KOH is potassium hydroxide, caustic, high pH. It is known to absorb water and CO2 from rather easily in its dry form. When it absorbs CO2, it reacts to form potassium carbonate, which has been used as liquid lime for a long time. Plenty of data out there regarding it. To put it to the test, pour out half of a jug of Air8 and watch the sides suck in (from the absorption of the CO2).

Now to air8, which you have to take into account the manufacturing of humic.

react leonardite with KOH. Now in solution you have K, OH, HA, FA, plus remaining solids of leonardite, and a pH of 14. react it with a bit of sulfuric acid, you get the production of a solution K2SO4, KOH, HA, FA and then you filter off the remaining leonardite solids. pH may be a 13. Repeat with a little more sulfuric acid, filter it off. Typically this reacted down to a pH of 4-6. According to the MSDS of Kelp4Less, they state a 4-6 pH. It is either then bottled (humic 12) or sprayed through an atomizer and a heater to turned into a powder (a la kelp4less).

instead of reacting it down to a pH of 4-6, it's left somewhere around a pH of 11 according to the MSDS of air8. this means there is a greater concentration of koh in solution that is unreacted with sulfuric acid as well as humic and fulvic.

So you're left with "potassium humate" (efficacy: https://www.tandfonline.com/doi/full/10.1080/00103624.2016.1261884) and koh.

Now KOH effect on soil:

as we know, it reacts and solubilizes the humins (remember the production of potassium humate: humic acids, fulvics).

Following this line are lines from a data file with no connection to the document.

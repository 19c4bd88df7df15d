//! In-memory hosts, for embedding and tests.

use std::collections::{HashMap, HashSet};

use super::{FileHandle, FileStore, Sheet, SheetError, StoreError};
use crate::cell::CellValue;
use crate::link::FileId;

/// Sheet held entirely in memory, keyed by (row, column).
#[derive(Debug, Clone, Default)]
pub struct MemorySheet {
    name: String,
    cells: HashMap<(usize, usize), CellValue>,
}

impl MemorySheet {
    pub fn new(name: impl Into<String>) -> Self {
        Self {
            name: name.into(),
            cells: HashMap::new(),
        }
    }

    /// Sets any cell value, including rich text (the user's side of editing).
    pub fn set(&mut self, row: usize, column: usize, value: CellValue) {
        if matches!(value, CellValue::Empty) {
            self.cells.remove(&(row, column));
        } else {
            self.cells.insert((row, column), value);
        }
    }

    /// Number of non-empty cells.
    pub fn len(&self) -> usize {
        self.cells.len()
    }

    pub fn is_empty(&self) -> bool {
        self.cells.is_empty()
    }
}

impl Sheet for MemorySheet {
    fn name(&self) -> &str {
        &self.name
    }

    fn read(&self, row: usize, column: usize) -> CellValue {
        self.cells.get(&(row, column)).cloned().unwrap_or_default()
    }

    fn write(&mut self, row: usize, column: usize, value: &str) -> Result<(), SheetError> {
        if row == 0 || column == 0 {
            return Err(SheetError::OutOfRange { row, column });
        }
        let value = if value.is_empty() {
            CellValue::Empty
        } else {
            CellValue::text(value)
        };
        self.set(row, column, value);
        Ok(())
    }
}

/// File store mapping ids to names in memory.
#[derive(Debug, Clone, Default)]
pub struct MemoryFileStore {
    files: HashMap<String, String>,
    denied: HashSet<String>,
    renames: usize,
}

impl MemoryFileStore {
    pub fn new() -> Self {
        Self::default()
    }

    pub fn insert(&mut self, id: impl Into<String>, name: impl Into<String>) {
        self.files.insert(id.into(), name.into());
    }

    /// Makes renames of `id` fail with [`StoreError::PermissionDenied`].
    pub fn deny(&mut self, id: impl Into<String>) {
        self.denied.insert(id.into());
    }

    pub fn name_of(&self, id: &str) -> Option<&str> {
        self.files.get(id).map(String::as_str)
    }

    /// Number of successful renames performed.
    pub fn rename_count(&self) -> usize {
        self.renames
    }
}

impl FileStore for MemoryFileStore {
    fn open(&mut self, id: &FileId) -> Result<Box<dyn FileHandle + '_>, StoreError> {
        if !self.files.contains_key(id.as_str()) {
            return Err(StoreError::NotFound(id.to_string()));
        }
        Ok(Box::new(MemoryHandle {
            store: self,
            id: id.to_string(),
        }))
    }
}

struct MemoryHandle<'a> {
    store: &'a mut MemoryFileStore,
    id: String,
}

impl FileHandle for MemoryHandle<'_> {
    fn name(&self) -> Result<String, StoreError> {
        self.store
            .files
            .get(&self.id)
            .cloned()
            .ok_or_else(|| StoreError::NotFound(self.id.clone()))
    }

    fn rename(&mut self, new_name: &str) -> Result<(), StoreError> {
        if self.store.denied.contains(&self.id) {
            return Err(StoreError::PermissionDenied(self.id.clone()));
        }
        let slot = self
            .store
            .files
            .get_mut(&self.id)
            .ok_or_else(|| StoreError::NotFound(self.id.clone()))?;
        *slot = new_name.to_string();
        self.store.renames += 1;
        Ok(())
    }
}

It also affects soil structure - I'll quote from this civil research here:

"The results showed that hydroxide solutions of Na and K
cause clay dispersion, weakened aggregates and reduced saturated
hydraulic conductivity of soils, especially at high con-'
centrations. The study also showed that the observed
destruction of soil structural stability was higher in sandy
soils when compared to clay soils.
The dissolution of organic matter has been linked to weakening
of soil structure, (Lieffering & McLay, 1995). Lieffering
& McLay, (1995), alsol reported that solutions of NaOH
were more effective in reducing soil structure compared to
KOH. However in this study organic matter dissolution was
particularly high in the more concentrated hydroxide solutions
(0.3 M) (Table 4- and 5). Therefore any dissolution of
organic matter seriously weakens the aggregates, which may
lead to their total collapse. Organic matter acts as a binding
agent in a wide range of aggregate size classes in soil from
clay coatings to macro-aggregates greater than 250llm
(Oades, 1984). Clay dispersion has been reported in some
Zimbabwean sandy soils at exchangeable Na levels much
lower than those for soils classified as sodic (ca. 5% ESP)
(Purves, 1976; Nyamapfene, 1991). "

"The hydroxides ofNa and K affect aggregate stability and
clay dispersion in various ways; (i) the displacement of multivalent
cations from exchange sites by Na + promote dispersion
and does not allow binding of soil particles, (il) the diffuse
double layer is increased by the increased concentration of
monovalent cations, due to their greater hydration radius and
(iii) monovalent cations weaken cationic water interaction
because of their greater hydration radii which do not allow
particles to come closer together for dipole moments to act
(Chidyal & Tripathi, 1987). High pH of hydroxides solutions
increase the net negative charge on the soil resulting in
increased inter-particle repulsions (Oades, 1984). This
encourages the clay to swell and disperse. The high pH of the
solution might have prohibited the binding action of the sesqui
oxides, which made the particles remain in suspension
(Childyal & Tripathi, 1987) as these have variable charge. "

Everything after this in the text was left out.